That certainly sounds possible, but makes the macro more complex: Inlining
means that the offsets need to be reduced by -8. But we need the current
offset for the call from interrupt_helper. So such a change might make the
code less readable.
Thanks,
Dominik
On Wed, Feb 14, 2018 at 2:06 PM, Dominik Brodowski
<[email protected]> wrote:
> On Wed, Feb 14, 2018 at 01:57:15PM -0500, Brian Gerst wrote:
>> On Wed, Feb 14, 2018 at 1:21 PM, Dominik Brodowski
>> <[email protected]> wrote:
>> > We can also move the SWAPGS and the switch_to_thread_stack to the
>> > interrupt helper function. As we do not want call depths of two,
>> > convert switch_to_thread_stack to a macro. However, as entry_64_compat.S
>> > expects switch_to_thread_stack to be a function, provide a wrapper for
>> > that, which leads to some code duplication if CONFIG_IA32_EMULATION is
>> > enabled. Therefore, the size reduction differs slightly:
>> >
>> > With CONFIG_IA32_EMULATION enabled (-0.13k):
>> > text data bss dec hex filename
>> > 16897 0 0 16897 4201 entry_64.o-orig
>> > 16767 0 0 16767 417f entry_64.o
>> >
>> > With CONFIG_IA32_EMULATION disabled (-0.27k):
>> > text data bss dec hex filename
>> > 16897 0 0 16897 4201 entry_64.o-orig
>> > 16622 0 0 16622 40ee entry_64.o
>> >
>> > Signed-off-by: Dominik Brodowski <[email protected]>
>> > ---
>> > arch/x86/entry/entry_64.S | 65 ++++++++++++++++++++++++++---------------------
>> > 1 file changed, 36 insertions(+), 29 deletions(-)
>> >
>> > diff --git a/arch/x86/entry/entry_64.S b/arch/x86/entry/entry_64.S
>> > index 3046b12a1acb..b60a3b692ca9 100644
>> > --- a/arch/x86/entry/entry_64.S
>> > +++ b/arch/x86/entry/entry_64.S
>> > @@ -536,6 +536,31 @@ END(irq_entries_start)

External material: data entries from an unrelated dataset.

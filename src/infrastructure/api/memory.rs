use std::collections::HashMap;
use std::sync::{Mutex, MutexGuard, PoisonError};

use async_trait::async_trait;
use secrecy::{ExposeSecret, SecretString};

use crate::domain::{AuthError, Blog, BlogOwner, ClientError, NewBlog, User};
use crate::infrastructure::api::BlogApi;

/// A request received by [`InMemoryBlogApi`]
#[derive(Debug, Clone, PartialEq, Eq)]
pub enum ApiCall {
    List,
    Create(NewBlog),
    Update(Blog),
    Delete(String),
    Login(String),
}

#[derive(Default)]
struct Inner {
    blogs: Vec<Blog>,
    accounts: HashMap<String, (String, User)>,
    token: Option<SecretString>,
    calls: Vec<ApiCall>,
    next_id: u64,
    fail_next: Option<ClientError>,
    tokens_expired: bool,
}

/// Blog service kept in memory.
///
/// Behaves like the REST service for the operations the client uses:
/// creating and deleting require a token issued by `login`, deleting
/// someone else's blog is refused and deleting a missing blog is a stale
/// record. Every request is recorded and can be inspected with `calls`.
#[derive(Default)]
pub struct InMemoryBlogApi {
    inner: Mutex<Inner>,
}

impl InMemoryBlogApi {
    pub fn new() -> Self {
        Self::default()
    }

    pub fn with_blogs(self, blogs: impl IntoIterator<Item = Blog>) -> Self {
        self.lock().blogs.extend(blogs);
        self
    }

    /// Registers an account; logging in as `user.username` with `password`
    /// returns `user`
    pub fn with_user(self, user: User, password: &str) -> Self {
        self.lock()
            .accounts
            .insert(user.username.clone(), (password.to_string(), user));
        self
    }

    pub fn blogs(&self) -> Vec<Blog> {
        self.lock().blogs.clone()
    }

    pub fn calls(&self) -> Vec<ApiCall> {
        self.lock().calls.clone()
    }

    /// The token currently attached, as plain text
    pub fn current_token(&self) -> Option<String> {
        self.lock()
            .token
            .as_ref()
            .map(|token| token.expose_secret().to_string())
    }

    /// Makes the next request fail with `err`
    pub fn fail_next(&self, err: ClientError) {
        self.lock().fail_next = Some(err);
    }

    /// Makes every authenticated request fail with an expired token
    pub fn expire_tokens(&self) {
        self.lock().tokens_expired = true;
    }

    fn lock(&self) -> MutexGuard<'_, Inner> {
        self.inner.lock().unwrap_or_else(PoisonError::into_inner)
    }

    fn begin(&self, call: ApiCall) -> Result<MutexGuard<'_, Inner>, ClientError> {
        let mut inner = self.lock();
        inner.calls.push(call);
        match inner.fail_next.take() {
            Some(err) => Err(err),
            None => Ok(inner),
        }
    }
}

impl Inner {
    /// The account owning the attached token
    fn authenticated(&self) -> Result<User, ClientError> {
        let token = self
            .token
            .as_ref()
            .ok_or_else(|| ClientError::from_response(401, "token missing or invalid"))?;
        if self.tokens_expired {
            return Err(ClientError::from_response(401, "token expired"));
        }
        self.accounts
            .values()
            .map(|(_, user)| user)
            .find(|user| user.token.expose_secret() == token.expose_secret())
            .cloned()
            .ok_or_else(|| ClientError::from_response(401, "token missing or invalid"))
    }
}

#[async_trait]
impl BlogApi for InMemoryBlogApi {
    fn set_token(&self, token: Option<SecretString>) {
        self.lock().token = token;
    }

    fn has_token(&self) -> bool {
        self.lock().token.is_some()
    }

    async fn login(&self, username: &str, password: &SecretString) -> Result<User, ClientError> {
        let inner = self.begin(ApiCall::Login(username.to_string()))?;
        match inner.accounts.get(username) {
            Some((expected, user)) if expected.as_str() == password.expose_secret() => {
                Ok(user.clone())
            }
            _ => Err(AuthError::InvalidCredentials.into()),
        }
    }

    async fn list(&self) -> Result<Vec<Blog>, ClientError> {
        let inner = self.begin(ApiCall::List)?;
        Ok(inner.blogs.clone())
    }

    async fn create(&self, blog: &NewBlog) -> Result<Blog, ClientError> {
        let mut inner = self.begin(ApiCall::Create(blog.clone()))?;
        let owner = inner.authenticated()?;
        if blog.title.is_empty() || blog.url.is_empty() {
            return Err(ClientError::from_response(
                400,
                "Blog validation failed: title or url missing",
            ));
        }

        inner.next_id += 1;
        let created = Blog {
            id: format!("blog-{}", inner.next_id),
            title: blog.title.clone(),
            author: blog.author.clone(),
            url: blog.url.clone(),
            likes: 0,
            user: Some(BlogOwner {
                id: owner.id,
                username: owner.username,
                name: owner.name,
            }),
        };
        inner.blogs.push(created.clone());
        Ok(created)
    }

    async fn update(&self, blog: &Blog) -> Result<Blog, ClientError> {
        let mut inner = self.begin(ApiCall::Update(blog.clone()))?;
        inner.authenticated()?;
        let slot = inner
            .blogs
            .iter_mut()
            .find(|b| b.id == blog.id)
            .ok_or_else(|| ClientError::from_response(404, "blog not found"))?;
        slot.likes = blog.likes;
        Ok(slot.clone())
    }

    async fn delete(&self, id: &str) -> Result<(), ClientError> {
        let mut inner = self.begin(ApiCall::Delete(id.to_string()))?;
        let user = inner.authenticated()?;
        let index = inner
            .blogs
            .iter()
            .position(|b| b.id == id)
            .ok_or_else(|| ClientError::from_response(404, "blog already deleted"))?;
        if !inner.blogs[index].is_owned_by(&user) {
            return Err(ClientError::from_response(
                403,
                "only the creator can delete a blog",
            ));
        }
        inner.blogs.remove(index);
        Ok(())
    }
}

>> > decl PER_CPU_VAR(irq_count)
>> > .endm
>> >
>> > +/*
>> > + * Switch to the thread stack. This is called with the IRET frame and
>> > + * orig_ax on the stack. (That is, RDI..R12 are not on the stack and
>> > + * space has not been allocated for them.)
>> > + */
>> > +.macro DO_SWITCH_TO_THREAD_STACK
>> > + pushq %rdi
>> > + /* Need to switch before accessing the thread stack. */
>> > + SWITCH_TO_KERNEL_CR3 scratch_reg=%rdi
>> > + movq %rsp, %rdi
>> > + movq PER_CPU_VAR(cpu_current_top_of_stack), %rsp
>> > + UNWIND_HINT sp_offset=16 sp_reg=ORC_REG_DI
>> > +
>> > + pushq 7*8(%rdi) /* regs->ss */
>> > + pushq 6*8(%rdi) /* regs->rsp */
>> > + pushq 5*8(%rdi) /* regs->eflags */
>> > + pushq 4*8(%rdi) /* regs->cs */
>> > + pushq 3*8(%rdi) /* regs->ip */
>> > + pushq 2*8(%rdi) /* regs->orig_ax */
>> > + pushq 8(%rdi) /* return address */
>> > + UNWIND_HINT_FUNC
>> > +
>> > + movq (%rdi), %rdi
>> > +.endm
>> > +
>> > /*
>> > * Interrupt entry/exit.
>> > *
>> > @@ -543,10 +568,17 @@ END(irq_entries_start)
>> > *
>> > * Entry runs with interrupts off.
>> > */
>> > +/* 8(%rsp): ~(interrupt number) */
>> > ENTRY(interrupt_helper)
>> > UNWIND_HINT_FUNC
>> > cld
>> >
>> > + testb $3, CS-ORIG_RAX+8(%rsp)
>> > + jz 1f
>> > + SWAPGS
>> > + DO_SWITCH_TO_THREAD_STACK
>> > +1:
>> > +
>> > PUSH_AND_CLEAR_REGS save_ret=1
>> > ENCODE_FRAME_POINTER 8
>> >
>> > @@ -579,12 +611,6 @@ END(interrupt_helper)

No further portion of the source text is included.